Date: 2026-05-24 Category: Infrastructure, GPU Computing, MLOps Tags: NVIDIA, CUDA, Docker, Whisper, CLIP, YOLO, PyTorch

The Problem: CPU Inference Too Slow for Production¶

Our media platform runs a multimodal AI extraction pipeline — Whisper for audio transcription, CLIP for visual embeddings, and YOLO for object detection. On our production VM (AMD EPYC 7542, 32 GB RAM), a 51-minute video took 75+ minutes to transcribe. That's slower than real-time — the system took longer to process the video than to watch it.

For a content management workflow where editors are waiting on metadata before they can work, this was a blocker.

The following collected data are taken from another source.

//! A reader for value literals.
//!
//! ```text
//! values  := (value ("," value)* ","?)?
//! value   := atom postfix*
//! atom    := "None" | "true" | "false" | INT | FLOAT | STRING | "[" values "]"
//! postfix := "[" INT "]" | "[" INT? ":" INT? "]"
//! ```
//!
//! Every literal is built with the runtime constructors, and postfix indexing goes through the
//! runtime's `get`/`get_range`, so out-of-range access behaves exactly as in compiled code.

use std::ops::Range;

use kiln_runtime::{Runtime, Val};
use logos::{Lexer, Logos};
use thiserror::Error;

pub type Span = Range<usize>;

#[derive(Logos, Debug, Clone, PartialEq)]
pub enum Token {
    /// Anything that doesn't match, including integers that overflow and bad escapes
    #[error]
    #[regex(r"[ \t\r\n]+", logos::skip)]
    Error,

    #[token("None")]
    NoneKw,
    #[token("true")]
    TrueKw,
    #[token("false")]
    FalseKw,

    #[regex(r"-?[0-9]+", |lex| lex.slice().parse().ok())]
    Int(i64),
    #[regex(r"-?[0-9]+\.[0-9]+([eE][+-]?[0-9]+)?", |lex| lex.slice().parse().ok())]
    Float(f64),
    #[regex(r#""([^"\\]|\\.)*""#, unescape)]
    Str(String),

    #[token("[")]
    LBracket,
    #[token("]")]
    RBracket,
    #[token(",")]
    Comma,
    #[token(":")]
    Colon,
}

/// Strip the quotes of a string token and resolve its escapes.
fn unescape(lex: &mut Lexer<Token>) -> Option<String> {
    let slice = lex.slice();
    let body = &slice[1..slice.len() - 1];

    let mut out = String::with_capacity(body.len());
    let mut chars = body.chars();
    while let Some(c) = chars.next() {
        if c != '\\' {
            out.push(c);
            continue;
        }
        let escaped = match chars.next()? {
            'n' => '\n',
            't' => '\t',
            'r' => '\r',
            '0' => '\0',
            '\\' => '\\',
            '"' => '"',
            _ => return None,
        };
        out.push(escaped);
    }
    Some(out)
}

#[derive(Debug, Error, PartialEq)]
pub enum ParseError {
    #[error("unexpected `{found}` at {span:?}")]
    Unexpected { found: String, span: Span },

    #[error("unexpected end of input")]
    Eof,

    #[error("cannot index into a value of type {ty} at {span:?}")]
    NotIndexable { ty: &'static str, span: Span },
}

/// Read a comma-separated list of values from `src`.
pub fn read_values(rt: &Runtime, src: &str) -> Result<Vec<Val>, ParseError> {
    let mut reader = Reader::new(rt, src);
    let values = reader.values(None)?;
    match reader.bump() {
        Some((_, span)) => Err(reader.unexpected(span)),
        None => Ok(values),
    }
}

struct Reader<'src, 'rt> {
    rt: &'rt Runtime,
    src: &'src str,
    lexer: std::iter::Peekable<logos::SpannedIter<'src, Token>>,
}

impl<'src, 'rt> Reader<'src, 'rt> {
    fn new(rt: &'rt Runtime, src: &'src str) -> Self {
        Reader {
            rt,
            src,
            lexer: Token::lexer(src).spanned().peekable(),
        }
    }

    fn peek(&mut self) -> Option<&Token> {
        self.lexer.peek().map(|(tok, _)| tok)
    }

    fn peek_is(&mut self, tok: &Token) -> bool {
        self.peek() == Some(tok)
    }

    fn bump(&mut self) -> Option<(Token, Span)> {
        self.lexer.next()
    }

    fn unexpected(&self, span: Span) -> ParseError {
        ParseError::Unexpected {
            found: self.src[span.clone()].to_owned(),
            span,
        }
    }

    fn expect(&mut self, tok: Token) -> Result<Span, ParseError> {
        match self.bump() {
            Some((t, span)) if t == tok => Ok(span),
            Some((_, span)) => Err(self.unexpected(span)),
            None => Err(ParseError::Eof),
        }
    }

    /// Values up to `close`, or to the end of input if there is no closing token.
    fn values(&mut self, close: Option<&Token>) -> Result<Vec<Val>, ParseError> {
        let mut values = vec![];
        loop {
            if self.peek() == close {
                break;
            }
            values.push(self.value()?);
            if !self.peek_is(&Token::Comma) {
                break;
            }
            self.bump();
        }
        Ok(values)
    }

    fn value(&mut self) -> Result<Val, ParseError> {
        let mut value = self.atom()?;
        while self.peek_is(&Token::LBracket) {
            value = self.postfix(value)?;
        }
        Ok(value)
    }

    fn atom(&mut self) -> Result<Val, ParseError> {
        let rt = self.rt;
        let (tok, span) = self.bump().ok_or(ParseError::Eof)?;
        let value = match tok {
            Token::NoneKw => rt.make_none(),
            Token::TrueKw => rt.make_bool(true),
            Token::FalseKw => rt.make_bool(false),
            Token::Int(v) => rt.make_int(v),
            Token::Float(v) => rt.make_float(v),
            Token::Str(s) => rt.make_string(s).into(),
            Token::LBracket => {
                let items = self.values(Some(&Token::RBracket))?;
                self.expect(Token::RBracket)?;
                rt.make_array(items).into()
            }
            _ => return Err(self.unexpected(span)),
        };
        Ok(value)
    }

    fn endpoint(&mut self) -> Option<i64> {
        let v = match self.peek() {
            Some(Token::Int(v)) => *v,
            _ => return None,
        };
        self.bump();
        Some(v)
    }

    fn postfix(&mut self, target: Val) -> Result<Val, ParseError> {
        let rt = self.rt;
        let open = self.expect(Token::LBracket)?;

        let start = self.endpoint();
        let range = if self.peek_is(&Token::Colon) {
            self.bump();
            Some(self.endpoint())
        } else {
            None
        };
        let close = self.expect(Token::RBracket)?;
        let span = open.start..close.end;

        let value = match (range, start) {
            (Some(end), start) => {
                let (start, end) = (start.unwrap_or(0), end.unwrap_or(i64::MAX));
                match &target {
                    Val::String(s) => s.get_range(rt, start, end).into(),
                    Val::Array(a) => a.get_range(rt, start, end).into(),
                    _ => return Err(not_indexable(&target, span)),
                }
            }
            (None, Some(index)) => match &target {
                Val::String(s) => s.get(rt, index),
                Val::Array(a) => a.get(rt, index),
                _ => return Err(not_indexable(&target, span)),
            },
            // `[]` with nothing inside
            (None, None) => return Err(self.unexpected(close)),
        };
        Ok(value)
    }
}

fn not_indexable(target: &Val, span: Span) -> ParseError {
    ParseError::NotIndexable {
        ty: target.kind_name(),
        span,
    }
}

The Hardware: RTX 5060 on a Dedicated AI Server¶

We identified a dedicated machine with an NVIDIA GeForce RTX 5060 (8 GB VRAM) running Ubuntu 22.04. The challenge: it was already hosting 18 Docker containers for other projects, plus a systemd-managed GPU worker service consuming up to 3.6 GB VRAM.

Component	Specification
CPU	Intel Core i7-6700 @ 3.40 GHz (4C/8T)
RAM	16 GB DDR4
GPU	NVIDIA GeForce RTX 5060 (8 GB VRAM)
NVIDIA Driver	595.71.05
CUDA	13.2 (driver-level)
Docker	29.4.3 with Compose 5.1.3

Step 1: Enabling Docker GPU Access¶

By default, Docker containers can't see the host GPU. The nvidia-container-toolkit bridges this gap:

# Add NVIDIA package repository
curl -fsSL https://nvidia.github.io/libnvidia-container/gpgkey \
  | sudo gpg --dearmor -o /usr/share/keyrings/nvidia-container-toolkit-keyring.gpg

curl -s -L https://nvidia.github.io/libnvidia-container/stable/deb/nvidia-container-toolkit.list \
  | sed 's#deb https://#deb [signed-by=/usr/share/keyrings/nvidia-container-toolkit-keyring.gpg] https://#g' \
  | sudo tee /etc/apt/sources.list.d/nvidia-container-toolkit.list

sudo apt-get update && sudo apt-get install -y nvidia-container-toolkit

# Configure Docker runtime
sudo nvidia-ctk runtime configure --runtime=docker
sudo systemctl restart docker

# Verify GPU passthrough
docker run --rm --gpus all nvidia/cuda:12.6.3-base-ubuntu22.04 nvidia-smi

Lesson learned: Installing the toolkit updated NVIDIA userspace libraries (595.58.03 to 595.71.05) but the kernel module stayed at the old version. nvidia-smi failed with "Driver/library version mismatch". A full server reboot was required. After reboot, all 18+ containers plus the GPU worker restarted simultaneously, spiking the load average to 27 on 8 threads.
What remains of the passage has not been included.